Der ersten Enthüllung folgen noch weitere. W. war weder in der Kalahari Wüste, noch in Khao Lak, Omsk oder auf den Wiener Weihnachtsmärkten, wo seine Reportagen spielen, nicht einmal in deren Nähe. W. hat seit zwanzig Jahren die Grenzen des ehemaligen Ostberlin nicht mehr verlassen.
Das Web, ein paar Reiseführer, Lexika und ein paar Telefonate haben ihm als Recherche gereicht um Authentizität herzustellen. Für weiterreichende Expeditionen als vom Schreibtisch zum Kühlschrank war er nicht zu haben. Im Gegenteil, W. missachtet diejenigen, die Eindrücke sammelten wie Existenzbeweise oder "Lebensbeteiligungszeugnisse". Und diejenigen, die immer alles nachprüfen müssten, ob nun Wanderdünen wirklich wandern oder ob Kapstadt am Kap liegt seien Zwangsneurotiker.
Rayk Wieland ist selbst gelernter Reisereporter und hat u.a. die Reihe Öde Orte herausgegeben.
Der Chefredakteur der International Geographic Revue ist diesbezüglich anderer Meinung und feuert W. wegen Betrugs, falscher Tatsachenbehauptung und Veruntreuung.
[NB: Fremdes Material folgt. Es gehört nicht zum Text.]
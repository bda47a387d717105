//! Pure view functions for the TUI.
//!
//! Functions here take `&AppState`, draw to a ratatui `Frame`, and never
//! mutate state. The page is pre-rendered into one line per row and then
//! sliced at the scroll offset.

use lattice_core::engine::VISIBLE_CLASS;
use lattice_core::format::format_number;
use lattice_core::intercept::InterceptStatus;
use lattice_core::live::{SLOT_BYTES_SAVED, SLOT_STORAGE_RECLAIMED, SLOT_TX_COMPRESSED};
use lattice_core::page::{BlockKind, ElementRole, LaidOutElement};
use ratatui::Frame;
use ratatui::layout::{Constraint, Direction, Layout, Rect};
use ratatui::style::{Color, Modifier, Style};
use ratatui::text::{Line, Span};
use ratatui::widgets::Paragraph;

use crate::state::{AppState, px_to_rows};

const GUTTER: &str = "│ ";

/// Columns kept free to the right of a bar for its percentage.
const BAR_LABEL_RESERVE: usize = 7;

pub fn render(app: &AppState, frame: &mut Frame) {
    let chunks = Layout::default()
        .direction(Direction::Vertical)
        .constraints([
            Constraint::Length(1),
            Constraint::Min(0),
            Constraint::Length(1),
            Constraint::Length(1),
        ])
        .split(frame.area());

    render_header(app, frame, chunks[0]);
    render_page(app, frame, chunks[1]);
    render_intercept(app, frame, chunks[2]);
    render_status(app, frame, chunks[3]);
}

fn render_header(app: &AppState, frame: &mut Frame, area: Rect) {
    let max = app.max_scroll();
    let percent = if max > 0.0 {
        (app.scroll.offset_px / max * 100.0).round()
    } else {
        100.0
    };
    let line = Line::from(vec![
        Span::styled(
            app.layout().title.clone(),
            Style::default().add_modifier(Modifier::BOLD),
        ),
        Span::styled(format!("  {percent:.0}%"), Style::default().fg(Color::DarkGray)),
    ]);
    frame.render_widget(Paragraph::new(line), area);
}

fn render_page(app: &AppState, frame: &mut Frame, area: Rect) {
    let lines: Vec<Line<'static>> = page_lines(app, usize::from(area.width))
        .into_iter()
        .skip(app.scroll.offset_rows())
        .take(usize::from(area.height))
        .collect();
    frame.render_widget(Paragraph::new(lines), area);
}

/// Renders the whole page, one line per terminal row.
pub fn page_lines(app: &AppState, width: usize) -> Vec<Line<'static>> {
    let row_px = app.scroll.row_px;
    let layout = app.layout();
    let total = px_to_rows(layout.height, row_px);
    let mut lines = vec![Line::default(); total];

    for element in &layout.elements {
        let start = px_to_rows(element.rect.y, row_px);
        let end = px_to_rows(element.rect.bottom(), row_px).min(total);
        if start >= end {
            continue;
        }
        let gutter = Span::styled(GUTTER, gutter_style(&element.role));
        let content = element_lines(app, element, width.saturating_sub(GUTTER.chars().count()));
        let mut content = content.into_iter();
        for line in &mut lines[start..end] {
            let mut spans = vec![gutter.clone()];
            if let Some(body) = content.next() {
                spans.extend(body.spans);
            }
            *line = Line::from(spans);
        }
    }
    lines
}

fn gutter_style(role: &ElementRole) -> Style {
    let color = match role {
        ElementRole::Static => Color::DarkGray,
        ElementRole::Animated(_) => Color::Cyan,
        ElementRole::Live { .. } => Color::Green,
    };
    Style::default().fg(color)
}

fn element_lines(app: &AppState, element: &LaidOutElement, width: usize) -> Vec<Line<'static>> {
    let display = app.page.display();
    match &element.block.kind {
        BlockKind::Text { text } => wrap(text, width)
            .into_iter()
            .map(Line::from)
            .collect(),
        BlockKind::Reveal { text } => {
            if display.has_class(element.id, VISIBLE_CLASS) {
                wrap(text, width).into_iter().map(Line::from).collect()
            } else {
                Vec::new()
            }
        }
        BlockKind::Counter { label, suffix, .. } => {
            let value = display.element_text(element.id).unwrap_or("0");
            vec![
                Line::from(Span::styled(
                    label.clone(),
                    Style::default().fg(Color::DarkGray),
                )),
                Line::from(Span::styled(
                    format!("{value}{}", suffix.as_deref().unwrap_or("")),
                    Style::default().fg(Color::Cyan).add_modifier(Modifier::BOLD),
                )),
            ]
        }
        BlockKind::BarGroup { title, bars } => {
            let mut lines = Vec::new();
            if let Some(title) = title {
                lines.push(Line::from(Span::styled(
                    title.clone(),
                    Style::default().add_modifier(Modifier::BOLD),
                )));
            }
            let label_width = bars.iter().map(|b| b.label.chars().count()).max().unwrap_or(0);
            let track = width.saturating_sub(label_width + 1 + BAR_LABEL_RESERVE);
            // Indices match the layout, which drops non-finite widths.
            for (index, bar) in bars.iter().filter(|b| b.width.is_finite()).enumerate() {
                let state = display.bar(element.id, index);
                let drawn = state.map_or(0.0, |s| app.bar_width(s));
                let filled = ((track as f64) * drawn / 100.0).round() as usize;
                let mut spans = vec![
                    Span::raw(format!("{:<label_width$} ", bar.label)),
                    Span::styled("█".repeat(filled.min(track)), Style::default().fg(Color::Cyan)),
                ];
                if let Some(state) = state {
                    spans.push(Span::styled(
                        format!(" {:.0}%", state.width_percent),
                        Style::default().fg(Color::DarkGray),
                    ));
                }
                lines.push(Line::from(spans));
            }
            lines
        }
        BlockKind::Live { title, slots } => {
            let mut lines = Vec::new();
            if let Some(title) = title {
                lines.push(Line::from(Span::styled(
                    title.clone(),
                    Style::default().fg(Color::Green).add_modifier(Modifier::BOLD),
                )));
            }
            for slot in slots {
                let Some((name, label)) = slot_label(slot) else {
                    continue;
                };
                let value = display.slot(name).unwrap_or("0");
                lines.push(Line::from(vec![
                    Span::styled(format!("{label:<26}"), Style::default().fg(Color::DarkGray)),
                    Span::styled(
                        value.to_string(),
                        Style::default().add_modifier(Modifier::BOLD),
                    ),
                ]));
            }
            lines
        }
    }
}

fn slot_label(slot: &str) -> Option<(&'static str, &'static str)> {
    [
        (SLOT_BYTES_SAVED, "Bytes saved"),
        (SLOT_TX_COMPRESSED, "Transactions compressed"),
        (SLOT_STORAGE_RECLAIMED, "Storage reclaimed"),
    ]
    .into_iter()
    .find(|(name, _)| *name == slot)
}

/// Greedy word wrap.
fn wrap(text: &str, width: usize) -> Vec<String> {
    let width = width.max(1);
    let mut lines = Vec::new();
    let mut current = String::new();
    for word in text.split_whitespace() {
        let needed = if current.is_empty() {
            word.chars().count()
        } else {
            current.chars().count() + 1 + word.chars().count()
        };
        if needed > width && !current.is_empty() {
            lines.push(std::mem::take(&mut current));
        }
        if !current.is_empty() {
            current.push(' ');
        }
        current.push_str(word);
    }
    if !current.is_empty() {
        lines.push(current);
    }
    lines
}

fn render_intercept(app: &AppState, frame: &mut Frame, area: Rect) {
    let intercept = &app.intercept;
    let mut spans = vec![Span::styled(
        "Intercept demo: ",
        Style::default().fg(Color::DarkGray),
    )];
    match intercept.status {
        None => spans.push(Span::styled(
            "press i to send the demo payload",
            Style::default().fg(Color::DarkGray),
        )),
        Some(status) => {
            let color = if status.is_error() {
                Color::Red
            } else if status == InterceptStatus::Sending {
                Color::Yellow
            } else {
                Color::Green
            };
            spans.push(Span::styled(status.text(), Style::default().fg(color)));
        }
    }
    if let Some(report) = &intercept.report {
        spans.push(Span::raw(format!(
            "  original {} B | packed {} B | gas {} | {} ms | {}",
            report.original_size,
            report.packed_size,
            report.gas_used,
            report.compression_time_text(),
            report.short_hash(),
        )));
    }
    frame.render_widget(Paragraph::new(Line::from(spans)), area);
}

fn render_status(app: &AppState, frame: &mut Frame, area: Rect) {
    let live = app.page.engine().live().state();
    let mut spans = vec![Span::styled(
        "j/k scroll  PgUp/PgDn page  g/G top/bottom  i intercept  q quit",
        Style::default().fg(Color::DarkGray),
    )];
    if live.started {
        spans.push(Span::styled(
            format!("  live: {} ticks", format_number(live.ticks)),
            Style::default().fg(Color::Green),
        ));
    }
    frame.render_widget(Paragraph::new(Line::from(spans)), area);
}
Doch bis dahin hat W. schon einige Veränderungen durchmachen müssen. Einen Taxi-Unfall mit Joschka Fischer, einen Asylantrag in der nordkoreanischen Botschaft und ein Versteckspiel mit Agenten vom Auswärtigen Amt.
"Die Reisefreiheit ist immer die Reisefreiheit der anderen."
"Kein Feuer, das nicht brennt" ist voll von kuriosen Verhaltensweisen, absurden Zufällen und schrägem Humor, wie man es sich von Wieland, einem Autor mit Titanic-Hintergrund erwarten konnte. Schon in seinem ersten Roman "Ich schlage vor, dass wir uns küssen", hat er seinen LeserInnen eine absurde Geschichte mit wahrem Kern aufgetischt, die er diesmal weiterspinnt.
Wieland leistet aber auch anderes. Er verteilt Seitenhiebe auf den (Post-)Journalismus, der nur mehr als Korruptionsmaschine und Kopiermaschine fungiert und aus fünf, sechs Artikeln einen siebten fabriziert, statt sich auf die Suche nach neuen Geschichten zu machen. Vor allem arbeitet er sich aber an der Sprache ab, an der Phrasendrescherei in Leitartikeln und am unhinterfragten Übernehmen von Unwörtern wie "Sehenswürdigkeiten".
Bei aller Sprachkritik ist Wielands eigener Stil überaus verspielt. Seine Charaktere überbieten sich in Wortspielen und in der Schöpfung von Neologismen wie "Lebensabschnittsmüdigkeit". Über seine witzigen Dialoge schafft es Wieland auch, sein zentrales Thema locker zu präsentieren - Surrogate, Ersatzobjekte oder -handlungen, das tun Als-ob.
Der Allgemeine Verblödungszusammenhang
Die ganze Welt ist voll von Surrogaten, Journalismus, der nichts Neues bringt, Brot, das nicht nährt, alkoholfreies Bier oder eben Feuer, das nicht brennt. Kaminfeuervideos sind für den Protagonisten der Inbegriff der Surrogate, und die ziehen sich durch den ganzen Roman.
Wielands Protagonist begibt sich Mitte des Buches auf eine Reise, um zu sehen, ob die Realität den Surrogaten überlegen ist und lädt seine LeserInnen ein, sich auch eine Meinung zu Kaminfeuervideos zu bilden. Ob diese Einladung nun ernst gemeint ist oder nur Symbol für den "Verblödungszusammenhang" mögen die LeserInnen selbst entscheiden. Vom hässlichen Cover und dem noch schlimmeren Inneneinband sollen sie sich nicht abschrecken lassen, dahinter verbirgt sich zwar keine Weltliteratur, aber großartige Unterhaltung.